US workers are bred on old certainties. It’s time they are weaned.
For the past 100 years, our understanding of economic cycles was built around a particular view of the working life: education leads to jobs; jobs have built-in mobility structures to allow promotion, advancement and skill enhancement; and, retirement is supported by a scheme in which everyone pays into social security programmes via their paycheck. Every so often, a recessionary moment might cast a few (million) out of the labour force, where a host of insurance programmes will keep the rent paid and food on the table. And, soon enough, an uptick in business will bring these castaways back in as full-time employed persons who can begin the process anew.

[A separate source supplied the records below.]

//! Generative AI calls behind the AI studio panel.
//!
//! A panel submission is validated and turned into an [`AiCall`] by
//! [`prepare`], then run against a [`GenerativeBackend`] by [`dispatch`].
//! [`GeminiClient`] is the production backend.

pub mod error;
pub mod gemini;

use std::future::Future;

use base64::engine::general_purpose::STANDARD;
use base64::Engine;
use image::ImageFormat;
use shared::{AiArtifact, AiMode, AiTaskRequest, ReferenceImage};

pub use error::AiError;
pub use gemini::{GeminiClient, GeminiConfig};

/// Prompt sent when a video is requested from an image alone
pub const DEFAULT_VIDEO_PROMPT: &str = "Animate this product";

/// Image ready to be embedded in a request body
#[derive(Debug, Clone, PartialEq, Eq)]
pub struct EncodedImage {
    pub mime_type: String,
    /// Standard base64, no data URI prefix
    pub data: String,
}

impl EncodedImage {
    /// Sniff the format from the bytes and base64 encode them.
    /// Only PNG, JPEG and WebP are accepted.
    pub fn from_bytes(bytes: &[u8]) -> Result<Self, AiError> {
        if bytes.is_empty() {
            return Err(AiError::UnsupportedImage("empty file".to_string()));
        }
        let format = image::guess_format(bytes)
            .map_err(|_| AiError::UnsupportedImage("unknown format".to_string()))?;
        match format {
            ImageFormat::Png | ImageFormat::Jpeg | ImageFormat::WebP => Ok(Self {
                mime_type: format.to_mime_type().to_string(),
                data: STANDARD.encode(bytes),
            }),
            other => Err(AiError::UnsupportedImage(format!("{other:?}"))),
        }
    }

    pub fn from_reference(image: &ReferenceImage) -> Result<Self, AiError> {
        Self::from_bytes(&image.bytes).map_err(|e| match e {
            AiError::UnsupportedImage(why) => {
                AiError::UnsupportedImage(format!("{} ({why})", image.file_name))
            }
            other => other,
        })
    }

    pub fn data_uri(&self) -> String {
        format!("data:{};base64,{}", self.mime_type, self.data)
    }
}

/// Split a `data:<mime>;base64,<payload>` URI into MIME type and bytes
pub fn decode_data_uri(uri: &str) -> Result<(String, Vec<u8>), AiError> {
    let rest = uri.strip_prefix("data:").ok_or(AiError::InvalidDataUri)?;
    let (header, payload) = rest.split_once(',').ok_or(AiError::InvalidDataUri)?;
    let mime = header.strip_suffix(";base64").ok_or(AiError::InvalidDataUri)?;
    let bytes = STANDARD.decode(payload).map_err(|_| AiError::InvalidDataUri)?;
    Ok((mime.to_string(), bytes))
}

/// One outbound backend operation, fully validated
#[derive(Debug, Clone, PartialEq)]
pub enum AiCall {
    GenerateVideo {
        prompt: String,
        image: Option<EncodedImage>,
    },
    GenerateImage {
        prompt: String,
    },
    EditImage {
        image: EncodedImage,
        prompt: String,
    },
    Analyze {
        prompt: String,
    },
}

impl AiCall {
    pub fn mode(&self) -> AiMode {
        match self {
            AiCall::GenerateVideo { .. } => AiMode::Video,
            AiCall::GenerateImage { .. } => AiMode::Image,
            AiCall::EditImage { .. } => AiMode::Edit,
            AiCall::Analyze { .. } => AiMode::Analyze,
        }
    }
}

/// Validate a submission and encode its reference image.
///
/// The reference image is only read by the modes that accept one.
pub fn prepare(request: &AiTaskRequest) -> Result<AiCall, AiError> {
    let prompt = request.prompt.trim().to_string();
    let image = match &request.reference_image {
        Some(img) if request.mode.accepts_reference_image() => Some(EncodedImage::from_reference(img)?),
        _ => None,
    };

    Ok(match request.mode {
        AiMode::Video => {
            let prompt = if prompt.is_empty() && image.is_some() {
                DEFAULT_VIDEO_PROMPT.to_string()
            } else {
                prompt
            };
            AiCall::GenerateVideo { prompt, image }
        }
        AiMode::Image => AiCall::GenerateImage { prompt },
        AiMode::Edit => AiCall::EditImage {
            image: image.ok_or(AiError::MissingReferenceImage)?,
            prompt,
        },
        AiMode::Analyze => AiCall::Analyze { prompt },
    })
}

/// Remote generative model service
pub trait GenerativeBackend: Send + Sync + 'static {
    /// Returns a playable video URL
    fn generate_video(
        &self,
        prompt: &str,
        image: Option<&EncodedImage>,
    ) -> impl Future<Output = Result<String, AiError>> + Send;

    /// Returns an image data URI
    fn generate_image(&self, prompt: &str) -> impl Future<Output = Result<String, AiError>> + Send;

    /// Returns an image data URI
    fn edit_image(
        &self,
        image: &EncodedImage,
        prompt: &str,
    ) -> impl Future<Output = Result<String, AiError>> + Send;

    fn analyze(&self, prompt: &str) -> impl Future<Output = Result<String, AiError>> + Send;
}

/// Run exactly one backend operation for `call`
pub async fn dispatch<B: GenerativeBackend>(backend: &B, call: &AiCall) -> Result<AiArtifact, AiError> {
    match call {
        AiCall::GenerateVideo { prompt, image } => backend
            .generate_video(prompt, image.as_ref())
            .await
            .map(AiArtifact::VideoUrl),
        AiCall::GenerateImage { prompt } => backend
            .generate_image(prompt)
            .await
            .map(AiArtifact::ImageDataUri),
        AiCall::EditImage { image, prompt } => backend
            .edit_image(image, prompt)
            .await
            .map(AiArtifact::ImageDataUri),
        AiCall::Analyze { prompt } => backend.analyze(prompt).await.map(AiArtifact::Text),
    }
}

This model is not only becoming quaint, but within the next 10 years, it may be a forgotten relic. The full-time US employee whose paycheck supported this model has left the room. Notice that Obama’s advisors are saying little about the lack of job creation accompanying the putative turnaround. A few off-the-cuff statements from aides have posited that employers are being “cautious” in hiring. But, this is an inadequate answer, and more importantly, it is using 20th century indicators to understand 21st century economic conditions.
Laid-off and unemployed American workers are, in fact, coming back to the world of work, but not as full-time employees of a single firm. Subcontracting, freelancing, hiring for short-term projects, and part-time flexible employment schemes are becoming de rigueur. Even if technology continues to eliminate jobs, we will still need more humans than machines. However, we may not need people around all the time. Paying a full-time living wage, plus the accompanying taxes for health, unemployment and disability insurance, is simply an untenable proposition.
There are several consequences. First, the US system of social insurance will never yield the kinds of benefits that once defined its ‘safety net’. It will not be possible for Obama or future presidents to keep expanding coverage and extending unemployment benefits. Budgets are shrinking, the dollar is losing value, and the invoice from the Chinese will take away funds otherwise available for domestic workers. The workforce should develop survival strategies, whether this means increasing work hours, eliminating luxuries, constricting consumption, or forgoing education for children. Who can predict the needs of American workers who will likely go without healthcare for several decades of their working lives? What societal unrest might follow, no one knows.
We should also put aside conventional measures of fluctuations. Today, with part-time work on the rise and workers combining temporary jobs and multiple income streams, it is difficult to gauge labour market trends. Add to this the fact that individuals might receive “unemployment benefits” while (illegally) hiding their income and you start giving up in despair. Corporations need these measures for decision-making. But so too are government officials at city, state, and federal levels handicapped when they cannot estimate patterns of revenues, expenditures, and needs. What will be the demand made on public housing? Hospitals? Mental healthcare facilities?
Don’t look to the current administration to publicise these fundamental changes. With billions of dollars in economic subsidies having been committed, nothing less than a simple statement of economic progress will be tolerated by our president—unless, of course, his government needs to justify spending a few more billions, in which case they will say the economy is growing complicated and additional funds are necessary. Either way, I doubt you will hear the voice of the American worker in these debates. They are too busy working multiple jobs to grant an interview.